→ Data to use
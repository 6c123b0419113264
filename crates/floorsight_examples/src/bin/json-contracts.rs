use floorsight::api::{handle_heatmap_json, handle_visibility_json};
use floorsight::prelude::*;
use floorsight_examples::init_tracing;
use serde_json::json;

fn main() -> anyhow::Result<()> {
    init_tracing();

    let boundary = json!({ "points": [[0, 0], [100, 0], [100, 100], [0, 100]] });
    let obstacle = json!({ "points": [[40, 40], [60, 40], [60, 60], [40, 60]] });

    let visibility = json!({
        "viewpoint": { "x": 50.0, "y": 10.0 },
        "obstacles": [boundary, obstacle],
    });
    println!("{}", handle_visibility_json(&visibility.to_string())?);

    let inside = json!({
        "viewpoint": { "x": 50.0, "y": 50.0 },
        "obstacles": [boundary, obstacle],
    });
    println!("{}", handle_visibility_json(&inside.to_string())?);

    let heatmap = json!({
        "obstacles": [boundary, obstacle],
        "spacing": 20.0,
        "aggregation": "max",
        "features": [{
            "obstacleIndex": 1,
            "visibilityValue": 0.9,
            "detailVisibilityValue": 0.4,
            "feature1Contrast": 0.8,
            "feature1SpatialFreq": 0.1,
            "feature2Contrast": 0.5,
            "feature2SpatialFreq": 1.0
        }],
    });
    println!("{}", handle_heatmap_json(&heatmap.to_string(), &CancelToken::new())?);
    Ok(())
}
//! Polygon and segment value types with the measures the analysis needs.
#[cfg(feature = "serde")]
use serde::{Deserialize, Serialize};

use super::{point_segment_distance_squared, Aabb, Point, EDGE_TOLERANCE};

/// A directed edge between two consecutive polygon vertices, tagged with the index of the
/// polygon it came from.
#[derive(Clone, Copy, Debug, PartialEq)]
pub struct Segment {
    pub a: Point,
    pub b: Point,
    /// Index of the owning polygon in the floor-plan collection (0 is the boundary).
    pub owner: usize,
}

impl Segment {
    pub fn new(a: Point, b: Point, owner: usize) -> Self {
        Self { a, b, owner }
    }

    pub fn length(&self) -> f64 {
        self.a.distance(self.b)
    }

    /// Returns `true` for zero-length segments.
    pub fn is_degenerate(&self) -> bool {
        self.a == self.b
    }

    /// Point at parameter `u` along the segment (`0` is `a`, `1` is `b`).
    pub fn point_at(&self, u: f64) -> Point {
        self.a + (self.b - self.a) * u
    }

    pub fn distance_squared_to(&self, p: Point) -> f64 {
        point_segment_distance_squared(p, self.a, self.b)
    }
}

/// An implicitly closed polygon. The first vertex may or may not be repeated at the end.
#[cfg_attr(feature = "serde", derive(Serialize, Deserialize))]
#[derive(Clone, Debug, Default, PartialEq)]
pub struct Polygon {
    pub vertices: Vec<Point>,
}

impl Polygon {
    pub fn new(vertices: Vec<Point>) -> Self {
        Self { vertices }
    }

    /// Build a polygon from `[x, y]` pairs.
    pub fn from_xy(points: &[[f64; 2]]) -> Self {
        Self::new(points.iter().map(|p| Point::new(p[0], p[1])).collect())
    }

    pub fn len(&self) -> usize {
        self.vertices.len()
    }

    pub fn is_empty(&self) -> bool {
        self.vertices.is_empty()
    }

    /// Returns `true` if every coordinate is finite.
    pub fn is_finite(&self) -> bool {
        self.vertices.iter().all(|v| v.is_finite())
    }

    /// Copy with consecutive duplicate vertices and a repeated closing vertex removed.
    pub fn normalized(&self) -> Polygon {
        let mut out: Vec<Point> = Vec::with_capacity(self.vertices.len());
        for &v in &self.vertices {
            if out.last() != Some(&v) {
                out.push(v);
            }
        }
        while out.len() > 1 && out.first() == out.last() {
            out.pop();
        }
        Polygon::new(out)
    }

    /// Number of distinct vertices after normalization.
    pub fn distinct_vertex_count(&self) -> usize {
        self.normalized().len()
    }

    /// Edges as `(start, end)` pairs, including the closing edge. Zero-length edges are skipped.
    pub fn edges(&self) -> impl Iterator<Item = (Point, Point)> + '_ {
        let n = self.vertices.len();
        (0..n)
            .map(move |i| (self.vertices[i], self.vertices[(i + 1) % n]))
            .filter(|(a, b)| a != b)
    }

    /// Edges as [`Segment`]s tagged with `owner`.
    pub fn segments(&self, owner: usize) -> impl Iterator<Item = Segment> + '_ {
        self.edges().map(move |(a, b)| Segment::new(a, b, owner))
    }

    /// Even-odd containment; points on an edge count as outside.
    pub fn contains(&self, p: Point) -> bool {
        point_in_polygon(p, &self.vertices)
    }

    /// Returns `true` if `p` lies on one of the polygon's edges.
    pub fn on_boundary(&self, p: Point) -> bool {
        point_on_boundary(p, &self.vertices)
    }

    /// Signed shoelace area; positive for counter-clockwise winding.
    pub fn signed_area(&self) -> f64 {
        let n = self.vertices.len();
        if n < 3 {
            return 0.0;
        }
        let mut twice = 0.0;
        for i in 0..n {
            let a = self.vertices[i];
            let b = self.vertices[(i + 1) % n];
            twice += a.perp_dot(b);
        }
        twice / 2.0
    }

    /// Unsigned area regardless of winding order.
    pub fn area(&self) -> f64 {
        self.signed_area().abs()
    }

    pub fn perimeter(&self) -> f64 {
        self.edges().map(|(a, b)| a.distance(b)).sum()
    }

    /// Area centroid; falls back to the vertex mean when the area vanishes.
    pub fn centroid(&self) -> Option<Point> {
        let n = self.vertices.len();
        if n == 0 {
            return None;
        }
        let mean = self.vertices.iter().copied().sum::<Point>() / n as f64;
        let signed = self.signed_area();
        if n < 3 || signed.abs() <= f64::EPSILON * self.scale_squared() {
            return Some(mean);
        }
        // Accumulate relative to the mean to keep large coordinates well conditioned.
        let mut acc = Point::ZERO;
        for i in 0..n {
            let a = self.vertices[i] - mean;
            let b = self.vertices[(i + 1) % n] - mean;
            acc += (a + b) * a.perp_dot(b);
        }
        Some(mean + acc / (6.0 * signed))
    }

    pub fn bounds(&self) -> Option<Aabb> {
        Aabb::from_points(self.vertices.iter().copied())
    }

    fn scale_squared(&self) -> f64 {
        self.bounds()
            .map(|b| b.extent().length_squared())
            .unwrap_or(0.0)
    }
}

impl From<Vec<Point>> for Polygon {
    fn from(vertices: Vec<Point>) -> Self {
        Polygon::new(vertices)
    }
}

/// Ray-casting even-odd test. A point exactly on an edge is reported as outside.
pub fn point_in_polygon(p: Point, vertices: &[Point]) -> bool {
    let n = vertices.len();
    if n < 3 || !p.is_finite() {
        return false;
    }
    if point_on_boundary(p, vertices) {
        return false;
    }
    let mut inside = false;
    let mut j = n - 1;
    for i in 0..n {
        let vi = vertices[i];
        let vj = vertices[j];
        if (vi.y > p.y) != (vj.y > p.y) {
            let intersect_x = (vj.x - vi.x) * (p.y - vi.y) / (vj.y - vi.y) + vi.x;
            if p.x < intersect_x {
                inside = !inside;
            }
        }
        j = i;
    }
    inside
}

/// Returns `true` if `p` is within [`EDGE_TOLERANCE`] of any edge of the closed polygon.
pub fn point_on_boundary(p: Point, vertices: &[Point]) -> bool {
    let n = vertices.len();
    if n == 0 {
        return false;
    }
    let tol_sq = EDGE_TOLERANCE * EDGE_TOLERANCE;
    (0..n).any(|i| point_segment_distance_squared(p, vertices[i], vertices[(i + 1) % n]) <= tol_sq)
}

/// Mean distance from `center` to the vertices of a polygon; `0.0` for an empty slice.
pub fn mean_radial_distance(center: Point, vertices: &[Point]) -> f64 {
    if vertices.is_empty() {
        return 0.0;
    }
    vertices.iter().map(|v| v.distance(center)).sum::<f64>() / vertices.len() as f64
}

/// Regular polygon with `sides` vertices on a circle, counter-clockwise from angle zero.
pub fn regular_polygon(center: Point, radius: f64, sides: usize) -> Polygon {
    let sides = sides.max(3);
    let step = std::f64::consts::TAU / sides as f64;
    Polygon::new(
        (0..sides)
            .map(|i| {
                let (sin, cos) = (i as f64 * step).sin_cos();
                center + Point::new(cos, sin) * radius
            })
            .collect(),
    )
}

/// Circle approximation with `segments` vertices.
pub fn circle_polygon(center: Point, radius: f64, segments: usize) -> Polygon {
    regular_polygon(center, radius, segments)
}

→ What is required
An exact copy of the line containing "inside = !inside;" and all lines after it, through the last line of the entries, is the required answer.

→ Task answer
                inside = !inside;
            }
        }
        j = i;
    }
    inside
}

/// Returns `true` if `p` is within [`EDGE_TOLERANCE`] of any edge of the closed polygon.
pub fn point_on_boundary(p: Point, vertices: &[Point]) -> bool {
    let n = vertices.len();
    if n == 0 {
        return false;
    }
    let tol_sq = EDGE_TOLERANCE * EDGE_TOLERANCE;
    (0..n).any(|i| point_segment_distance_squared(p, vertices[i], vertices[(i + 1) % n]) <= tol_sq)
}

/// Mean distance from `center` to the vertices of a polygon; `0.0` for an empty slice.
pub fn mean_radial_distance(center: Point, vertices: &[Point]) -> f64 {
    if vertices.is_empty() {
        return 0.0;
    }
    vertices.iter().map(|v| v.distance(center)).sum::<f64>() / vertices.len() as f64
}

/// Regular polygon with `sides` vertices on a circle, counter-clockwise from angle zero.
pub fn regular_polygon(center: Point, radius: f64, sides: usize) -> Polygon {
    let sides = sides.max(3);
    let step = std::f64::consts::TAU / sides as f64;
    Polygon::new(
        (0..sides)
            .map(|i| {
                let (sin, cos) = (i as f64 * step).sin_cos();
                center + Point::new(cos, sin) * radius
            })
            .collect(),
    )
}

/// Circle approximation with `segments` vertices.
pub fn circle_polygon(center: Point, radius: f64, segments: usize) -> Polygon {
    regular_polygon(center, radius, segments)
}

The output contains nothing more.